◆ **Exercise**: Beginning at the top of the data below, write out every line exactly until you reach the line with "to listen for", and include that line.

------ Data for processing

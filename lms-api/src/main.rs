//! # LMS API Server
//!
//! Serves the course, lesson, subscription, payment and account endpoints.
//! Background work (notification mail, account deactivation) is handed to
//! `lms-worker` through the `jobs` table.
//!
//! ## Usage
//!
//! ```bash
//! DATABASE_URL=postgres://... JWT_SECRET=... cargo run -p lms-api
//! ```

use std::sync::Arc;

use anyhow::Context;
use lms_api::{
    app::{build_router, AppState},
    config::Config,
};
use lms_shared::{
    db::{
        migrations::run_migrations,
        pool::{close_pool, create_pool, DatabaseConfig},
    },
    payments::{
        orchestrator::PaymentOrchestrator,
        stripe::{StripeClient, StripeConfig},
    },
};
use secrecy::ExposeSecret;
use tracing_subscriber::{layer::SubscriberExt, util::SubscriberInitExt};

fn init_tracing() {
    let filter = tracing_subscriber::EnvFilter::try_from_default_env()
        .unwrap_or_else(|_| "lms_api=debug,lms_shared=debug,tower_http=debug".into());

    let json = std::env::var("LOG_FORMAT").is_ok_and(|v| v.eq_ignore_ascii_case("json"));

    if json {
        tracing_subscriber::registry()
            .with(filter)
            .with(tracing_subscriber::fmt::layer().json())
            .init();
    } else {
        tracing_subscriber::registry()
            .with(filter)
            .with(tracing_subscriber::fmt::layer())
            .init();
    }
}

fn payment_orchestrator(config: &Config) -> anyhow::Result<Option<PaymentOrchestrator>> {
    let Some(key) = &config.payments.stripe_secret_key else {
        tracing::warn!("STRIPE_SECRET_KEY not set; payment creation disabled");
        return Ok(None);
    };

    let stripe = StripeConfig::new(key.expose_secret().clone())
        .with_base_url(config.payments.stripe_api_base.clone())
        .with_redirect_urls(
            config.payments.success_url.clone(),
            config.payments.cancel_url.clone(),
        );
    let client = StripeClient::new(stripe).context("Failed to build Stripe client")?;

    Ok(Some(PaymentOrchestrator::new(
        Arc::new(client),
        config.payments.currency.clone(),
    )))
}

async fn shutdown_signal() {
    if let Err(e) = tokio::signal::ctrl_c().await {
        tracing::error!(error = %e, "Failed to listen for shutdown signal");
    }
    tracing::info!("Shutdown signal received");
}

#[tokio::main]
async fn main() -> anyhow::Result<()> {
    init_tracing();

    tracing::info!("LMS API Server v{} starting...", env!("CARGO_PKG_VERSION"));

    let config = Config::from_env()?;

    let pool = create_pool(
        DatabaseConfig::new(config.database.url.clone())
            .with_max_connections(config.database.max_connections),
    )
    .await
    .context("Failed to connect to database")?;

    run_migrations(&pool).await.context("Failed to run migrations")?;

    let payments = payment_orchestrator(&config)?;
    let address = config.bind_address();

    let state = AppState::new(pool.clone(), config, payments);
    let app = build_router(state);

    let listener = tokio::net::TcpListener::bind(&address)
        .await
        .with_context(|| format!("Failed to bind {}", address))?;

    tracing::info!("Server listening on http://{}", address);

    axum::serve(listener, app)
        .with_graceful_shutdown(shutdown_signal())
        .await?;

    close_pool(pool).await;
    tracing::info!("Server stopped");

    Ok(())
}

------------

◆ **Reply to the task**:
filename lms-api/src/main.rs
//! # LMS API Server
//!
//! Serves the course, lesson, subscription, payment and account endpoints.
//! Background work (notification mail, account deactivation) is handed to
//! `lms-worker` through the `jobs` table.
//!
//! ## Usage
//!
//! ```bash
//! DATABASE_URL=postgres://... JWT_SECRET=... cargo run -p lms-api
//! ```

use std::sync::Arc;

use anyhow::Context;
use lms_api::{
    app::{build_router, AppState},
    config::Config,
};
use lms_shared::{
    db::{
        migrations::run_migrations,
        pool::{close_pool, create_pool, DatabaseConfig},
    },
    payments::{
        orchestrator::PaymentOrchestrator,
        stripe::{StripeClient, StripeConfig},
    },
};
use secrecy::ExposeSecret;
use tracing_subscriber::{layer::SubscriberExt, util::SubscriberInitExt};

fn init_tracing() {
    let filter = tracing_subscriber::EnvFilter::try_from_default_env()
        .unwrap_or_else(|_| "lms_api=debug,lms_shared=debug,tower_http=debug".into());

    let json = std::env::var("LOG_FORMAT").is_ok_and(|v| v.eq_ignore_ascii_case("json"));

    if json {
        tracing_subscriber::registry()
            .with(filter)
            .with(tracing_subscriber::fmt::layer().json())
            .init();
    } else {
        tracing_subscriber::registry()
            .with(filter)
            .with(tracing_subscriber::fmt::layer())
            .init();
    }
}

fn payment_orchestrator(config: &Config) -> anyhow::Result<Option<PaymentOrchestrator>> {
    let Some(key) = &config.payments.stripe_secret_key else {
        tracing::warn!("STRIPE_SECRET_KEY not set; payment creation disabled");
        return Ok(None);
    };

    let stripe = StripeConfig::new(key.expose_secret().clone())
        .with_base_url(config.payments.stripe_api_base.clone())
        .with_redirect_urls(
            config.payments.success_url.clone(),
            config.payments.cancel_url.clone(),
        );
    let client = StripeClient::new(stripe).context("Failed to build Stripe client")?;

    Ok(Some(PaymentOrchestrator::new(
        Arc::new(client),
        config.payments.currency.clone(),
    )))
}

async fn shutdown_signal() {
    if let Err(e) = tokio::signal::ctrl_c().await {
        tracing::error!(error = %e, "Failed to listen for shutdown signal");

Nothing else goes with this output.